The migration to COTS changed that.
If NSA now wants to collect against a foreign general’s or terrorist’s communications, it must break the same encryption you and I can use on our own devices. President Obama carries a Blackberry. Terrorists and heads of state use iPhones, Samsungs, and Blackberries too. And they communicate over commercial networks such as Vodaphone, AT&T, Google, and Yahoo!.
That’s why NSA would want to break the encryption used on every one of those media. If it couldn’t, any terrorist in Chicago, Kabul, or Cologne would simply use a Blackberry or send messages on Yahoo!. But therein lies a policy dilemma, because NSA could decrypt almost any private conversation. The distinction between capabilities and actual practices is therefore more critical than ever. NSA did not create this dilemma, however, and it cannot be resolved by pushing the agency out of the business of cryptanalysis, because we would then go truly deaf. Like it or not, the dilemma can be resolved only through oversight mechanisms that are publicly understood and trusted—but are not themselves entirely transparent.
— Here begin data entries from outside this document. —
use tracing::Instrument;
use uuid::Uuid;

use crate::error::AppError;
use crate::models::{AskResponse, Provider, ProviderOutcome};
use crate::normalize::normalize_answer;
use crate::options::extract_options;
use crate::prompt::build_prompt;
use crate::traits::AnswerProvider;

/// Orchestrates one ask: extract options → build prompt → ask providers → normalize.
///
/// Generic over both providers so tests can inject mocks. A `None` provider
/// has no API key and is never called.
pub struct AskService<O, G>
where
    O: AnswerProvider,
    G: AnswerProvider,
{
    openai: Option<O>,
    gemini: Option<G>,
}

impl<O, G> AskService<O, G>
where
    O: AnswerProvider,
    G: AnswerProvider,
{
    pub fn new(openai: Option<O>, gemini: Option<G>) -> Self {
        Self { openai, gemini }
    }

    /// True if at least one provider can be asked.
    pub fn is_configured(&self) -> bool {
        self.openai.is_some() || self.gemini.is_some()
    }

    pub fn configured_providers(&self) -> Vec<Provider> {
        let mut providers = Vec::with_capacity(2);
        if let Some(p) = &self.openai {
            providers.push(p.provider());
        }
        if let Some(p) = &self.gemini {
            providers.push(p.provider());
        }
        providers
    }

    /// Run the pipeline for a question and the raw selection it came from.
    ///
    /// Provider failures are reported in their own field and never fail the
    /// whole ask. The only error is [`AppError::NotConfigured`], returned
    /// before any network call.
    pub async fn ask(&self, question: &str, raw_selection: &str) -> Result<AskResponse, AppError> {
        let options = extract_options(raw_selection);

        if !self.is_configured() {
            return Err(AppError::NotConfigured);
        }

        let request_id = Uuid::new_v4();
        let span = tracing::info_span!("ask", %request_id);

        async move {
            tracing::info!(
                options = options.len(),
                providers = ?self.configured_providers(),
                "Asking providers"
            );

            let prompt = build_prompt(question, &options);

            let (openai_answer, gemini_answer) = tokio::join!(
                run_provider(self.openai.as_ref(), &prompt, &options),
                run_provider(self.gemini.as_ref(), &prompt, &options),
            );

            Ok(AskResponse {
                openai_answer,
                gemini_answer,
                options,
            })
        }
        .instrument(span)
        .await
    }
}

async fn run_provider<P: AnswerProvider>(
    provider: Option<&P>,
    prompt: &str,
    options: &[String],
) -> Option<ProviderOutcome> {
    let provider = provider?;

    let outcome = match provider.ask(prompt).await {
        Ok(raw) => {
            let answer = normalize_answer(&raw, options);
            tracing::info!(
                provider = %provider.provider(),
                model = provider.model(),
                matched = options.contains(&answer),
                "Provider answered"
            );
            ProviderOutcome::Answered { answer }
        }
        Err(e) => {
            tracing::warn!(
                provider = %provider.provider(),
                model = provider.model(),
                error = %e,
                "Provider failed"
            );
            ProviderOutcome::failed(&e)
        }
    };

    Some(outcome)
}
//! Map a free-form model reply back onto one of the extracted options.
//!
//! The rules are heuristic. They favour returning *an* option over being
//! right: a reply starting with the word "a" is read as option A, and the
//! token-prefix rule picks the first option in list order when several share
//! a prefix.

use std::sync::LazyLock;

use regex::Regex;

/// A leading a-d that stands alone as a word (`"b"`, `"c) ..."`, `"d. ..."`).
///
/// The boundary is ASCII: a following non-ASCII letter (`"bé"`) still ends the word.
static LETTER_PREFIX: LazyLock<Regex> =
    LazyLock::new(|| Regex::new(r"^([a-d])(?-u:\b)").expect("letter pattern compiles"));

/// Number of leading tokens of an option that must appear in the reply.
const PREFIX_TOKENS: usize = 3;

/// Return the option the reply most likely selects, or `raw` unchanged.
///
/// Only the first line of the reply is inspected. Rules, first match wins:
/// 1. case-insensitive exact match with an option,
/// 2. a leading letter a-d used as an index,
/// 3. the option's first three tokens appearing anywhere in the line.
pub fn normalize_answer(raw: &str, options: &[String]) -> String {
    if options.is_empty() {
        return raw.to_string();
    }

    let lower = raw.to_lowercase();
    let first_line = lower.split(['\n', '\r']).next().unwrap_or_default().trim();

    if let Some(option) = options
        .iter()
        .find(|option| option.to_lowercase() == first_line)
    {
        return option.clone();
    }

    if let Some(option) = letter_choice(first_line, options) {
        return option.clone();
    }

    if let Some(option) = options.iter().find(|option| {
        let prefix = token_prefix(option);
        !prefix.is_empty() && first_line.contains(&prefix)
    }) {
        return option.clone();
    }

    raw.to_string()
}

fn letter_choice<'a>(line: &str, options: &'a [String]) -> Option<&'a String> {
    let letter = LETTER_PREFIX.captures(line)?.get(1)?.as_str().chars().next()?;
    let index = (letter as usize).checked_sub('a' as usize)?;
    options.get(index)
}

fn token_prefix(option: &str) -> String {
    option
        .to_lowercase()
        .split_whitespace()
        .take(PREFIX_TOKENS)
        .collect::<Vec<_>>()
        .join(" ")
}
This overstates the novelty of our era. The fact that the Soviets were the enemy during the Cold War hardly permitted us to know the identities of every agent of global Communism. We had to find them too before we could monitor their communications. But what I'd really like to do, after reading those excerpts, is to ask Brenner a question. Take the logic offered above: that terrorists use virtually every commercial technology, therefore the NSA must have the ability to break all encryption.
It got me thinking.
U.S. history began in an era of letters. The Framers could've scarcely imagined the cell phone or Internet. Imagine that a few decades from now, humans have figured out how to communicate telepathically. If someone desires it, they can open the contents of their brain to a friend or lover thousands of miles away, and vice versa, in much the same way we can give someone remote access to a hard drive today. Like everyone else, terrorists would have this new communications capability.
In that world, what should be the NSA's course? Given the attendant technological capability, should its surveillance professionals shy away from breaking into everyone's minds, thereby "going deaf" to threats against the United States? Or should it break into everyone's mind to figure out who is thinking about flying airplanes into buildings or detonating pressure cookers at marathons?